### Work instructions
Lines holding the string "sync": copy each one from the listing below.

====== Records provided

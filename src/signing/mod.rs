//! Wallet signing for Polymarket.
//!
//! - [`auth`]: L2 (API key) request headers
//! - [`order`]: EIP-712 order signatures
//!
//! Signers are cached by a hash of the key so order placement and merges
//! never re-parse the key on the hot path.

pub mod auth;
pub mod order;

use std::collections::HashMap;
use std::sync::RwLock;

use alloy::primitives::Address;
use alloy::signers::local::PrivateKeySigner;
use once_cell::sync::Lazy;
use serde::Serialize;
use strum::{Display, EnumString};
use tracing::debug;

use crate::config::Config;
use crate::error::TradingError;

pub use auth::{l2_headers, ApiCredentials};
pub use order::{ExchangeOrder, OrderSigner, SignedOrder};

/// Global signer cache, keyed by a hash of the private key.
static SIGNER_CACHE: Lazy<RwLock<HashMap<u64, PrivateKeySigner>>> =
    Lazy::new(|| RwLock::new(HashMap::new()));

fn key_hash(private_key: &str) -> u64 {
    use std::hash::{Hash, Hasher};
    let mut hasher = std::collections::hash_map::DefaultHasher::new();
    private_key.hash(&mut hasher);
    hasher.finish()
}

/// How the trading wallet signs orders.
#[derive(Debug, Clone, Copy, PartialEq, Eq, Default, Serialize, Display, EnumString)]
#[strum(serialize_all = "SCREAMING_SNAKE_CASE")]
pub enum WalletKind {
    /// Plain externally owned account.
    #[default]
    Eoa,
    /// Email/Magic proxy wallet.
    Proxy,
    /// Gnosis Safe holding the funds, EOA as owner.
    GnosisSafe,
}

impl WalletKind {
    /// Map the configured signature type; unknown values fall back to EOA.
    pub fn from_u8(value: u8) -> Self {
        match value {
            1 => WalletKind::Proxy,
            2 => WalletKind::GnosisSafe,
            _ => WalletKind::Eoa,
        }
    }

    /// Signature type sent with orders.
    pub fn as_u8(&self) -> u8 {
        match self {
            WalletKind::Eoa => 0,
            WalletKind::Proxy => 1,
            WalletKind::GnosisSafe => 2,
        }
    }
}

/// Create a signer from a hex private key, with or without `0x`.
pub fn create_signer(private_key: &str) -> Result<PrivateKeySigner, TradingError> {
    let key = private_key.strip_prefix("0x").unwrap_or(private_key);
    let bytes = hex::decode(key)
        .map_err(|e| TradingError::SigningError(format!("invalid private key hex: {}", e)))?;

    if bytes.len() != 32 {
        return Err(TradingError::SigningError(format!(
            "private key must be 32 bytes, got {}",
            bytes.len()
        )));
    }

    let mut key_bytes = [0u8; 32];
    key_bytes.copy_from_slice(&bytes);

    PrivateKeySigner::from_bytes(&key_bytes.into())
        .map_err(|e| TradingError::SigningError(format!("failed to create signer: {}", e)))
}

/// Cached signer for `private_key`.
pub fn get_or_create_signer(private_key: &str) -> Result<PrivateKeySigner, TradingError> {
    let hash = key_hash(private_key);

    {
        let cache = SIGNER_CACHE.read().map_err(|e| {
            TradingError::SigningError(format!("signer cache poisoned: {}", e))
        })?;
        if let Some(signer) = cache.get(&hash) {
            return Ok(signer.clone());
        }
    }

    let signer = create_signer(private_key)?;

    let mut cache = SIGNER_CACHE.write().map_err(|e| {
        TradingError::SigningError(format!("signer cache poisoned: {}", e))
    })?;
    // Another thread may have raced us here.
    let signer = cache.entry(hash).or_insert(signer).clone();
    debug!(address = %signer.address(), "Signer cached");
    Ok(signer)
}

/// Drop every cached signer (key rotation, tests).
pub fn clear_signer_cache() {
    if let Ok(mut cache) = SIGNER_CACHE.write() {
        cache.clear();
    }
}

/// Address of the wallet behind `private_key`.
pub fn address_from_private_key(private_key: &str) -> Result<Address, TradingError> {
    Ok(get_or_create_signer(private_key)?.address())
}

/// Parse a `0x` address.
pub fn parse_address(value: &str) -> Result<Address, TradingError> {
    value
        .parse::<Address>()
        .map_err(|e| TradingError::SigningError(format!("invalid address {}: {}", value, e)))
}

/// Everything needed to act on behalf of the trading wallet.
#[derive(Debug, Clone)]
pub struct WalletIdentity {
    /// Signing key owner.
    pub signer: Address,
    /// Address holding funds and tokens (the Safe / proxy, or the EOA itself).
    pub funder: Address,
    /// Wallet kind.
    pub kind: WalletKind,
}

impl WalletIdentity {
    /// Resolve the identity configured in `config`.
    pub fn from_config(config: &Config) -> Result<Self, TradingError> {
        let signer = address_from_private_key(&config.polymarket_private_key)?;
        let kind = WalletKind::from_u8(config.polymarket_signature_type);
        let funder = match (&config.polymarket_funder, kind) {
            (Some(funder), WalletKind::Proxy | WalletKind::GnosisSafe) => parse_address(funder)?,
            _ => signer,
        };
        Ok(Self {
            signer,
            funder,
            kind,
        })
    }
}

============

### Solved problem
use std::sync::RwLock;
use once_cell::sync::Lazy;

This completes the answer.